** TASK GOAL **
Whenever the string "Some" turns up in a line of the data below, copy that line.

/---

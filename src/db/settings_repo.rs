// src/db/settings_repo.rs

use crate::{
    common::error::AppError,
    db::record_store::{RecordStore, SETTINGS_KEY},
    models::settings::{AppSettings, TelegramConfig, UpdateSettingsRequest},
};

/// The singleton settings record, with the same read-whole / merge /
/// write-whole discipline as the ticket repository. `get` never returns
/// absent: a missing or unreadable record falls back to defaults.
#[derive(Clone)]
pub struct SettingsRepository {
    store: RecordStore,
}

impl SettingsRepository {
    pub fn new(store: RecordStore) -> Self {
        Self { store }
    }

    pub async fn get(&self) -> AppSettings {
        match self.load().await {
            Ok(settings) => settings,
            Err(e) => {
                tracing::error!("failed to read settings: {}", e);
                AppSettings::default()
            }
        }
    }

    /// Merges the given fields over the current (or default) settings and
    /// persists the result.
    pub async fn update(&self, input: UpdateSettingsRequest) -> Result<AppSettings, AppError> {
        let mut settings = self.get().await;

        if let Some(name) = input.technician_name {
            settings.technician_name = name;
        }
        if let Some(config) = input.telegram_config {
            settings.telegram_config = config;
        }
        if let Some(theme) = input.theme {
            settings.theme = theme;
        }

        self.persist(&settings).await?;
        Ok(settings)
    }

    pub async fn telegram_config(&self) -> TelegramConfig {
        self.get().await.telegram_config
    }

    pub async fn update_telegram_config(
        &self,
        config: TelegramConfig,
    ) -> Result<TelegramConfig, AppError> {
        let settings = self
            .update(UpdateSettingsRequest {
                telegram_config: Some(config),
                ..UpdateSettingsRequest::default()
            })
            .await?;
        Ok(settings.telegram_config)
    }

    pub async fn technician_name(&self) -> String {
        self.get().await.technician_name
    }

    pub async fn update_technician_name(&self, name: String) -> Result<String, AppError> {
        let settings = self
            .update(UpdateSettingsRequest {
                technician_name: Some(name),
                ..UpdateSettingsRequest::default()
            })
            .await?;
        Ok(settings.technician_name)
    }

    /// Drops the stored record (used by the data wipe); the next `get`
    /// recreates the defaults.
    pub async fn clear(&self) -> Result<(), AppError> {
        self.store.remove(SETTINGS_KEY).await
    }

    async fn load(&self) -> Result<AppSettings, AppError> {
        match self.store.read(SETTINGS_KEY).await? {
            Some(raw) => Ok(serde_json::from_str(&raw)?),
            None => Ok(AppSettings::default()),
        }
    }

    async fn persist(&self, settings: &AppSettings) -> Result<(), AppError> {
        let raw = serde_json::to_string(settings)?;
        self.store.write(SETTINGS_KEY, &raw).await
    }
}

#[cfg(test)]
mod tests {
    use super::*;
    use crate::models::settings::ThemePreference;

    async fn repo() -> SettingsRepository {
        SettingsRepository::new(RecordStore::new(crate::db::test_pool().await))
    }

    #[tokio::test]
    async fn get_returns_defaults_before_first_write() {
        let settings = repo().await.get().await;
        assert_eq!(settings.technician_name, "Technician");
        assert!(!settings.telegram_config.is_configured());
        assert_eq!(settings.theme, ThemePreference::Auto);
    }

    #[tokio::test]
    async fn update_merges_partially() {
        let repo = repo().await;
        let updated = repo
            .update(UpdateSettingsRequest {
                technician_name: Some("Mihai".to_string()),
                ..UpdateSettingsRequest::default()
            })
            .await
            .unwrap();
        assert_eq!(updated.technician_name, "Mihai");
        assert_eq!(updated.theme, ThemePreference::Auto);

        let updated = repo
            .update(UpdateSettingsRequest {
                theme: Some(ThemePreference::Dark),
                ..UpdateSettingsRequest::default()
            })
            .await
            .unwrap();
        // earlier merge survives
        assert_eq!(updated.technician_name, "Mihai");
        assert_eq!(updated.theme, ThemePreference::Dark);
    }

    #[tokio::test]
    async fn telegram_config_projection_roundtrips() {
        let repo = repo().await;
        let config = TelegramConfig {
            bot_token: "123:abc".to_string(),
            group_id: "-100123".to_string(),
        };
        repo.update_telegram_config(config.clone()).await.unwrap();
        assert_eq!(repo.telegram_config().await, config);
        assert!(repo.get().await.telegram_config.is_configured());
    }

    #[tokio::test]
    async fn technician_name_projection() {
        let repo = repo().await;
        repo.update_technician_name("Ioana".to_string())
            .await
            .unwrap();
        assert_eq!(repo.technician_name().await, "Ioana");
    }

    #[tokio::test]
    async fn clear_restores_defaults() {
        let repo = repo().await;
        repo.update_technician_name("Ioana".to_string())
            .await
            .unwrap();
        repo.clear().await.unwrap();
        assert_eq!(repo.get().await.technician_name, "Technician");
    }
}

\---

** EXERCISE RESULT **
        if let Some(name) = input.technician_name {
        if let Some(config) = input.telegram_config {
        if let Some(theme) = input.theme {
                telegram_config: Some(config),
                technician_name: Some(name),
            Some(raw) => Ok(serde_json::from_str(&raw)?),
                technician_name: Some("Mihai".to_string()),
                theme: Some(ThemePreference::Dark),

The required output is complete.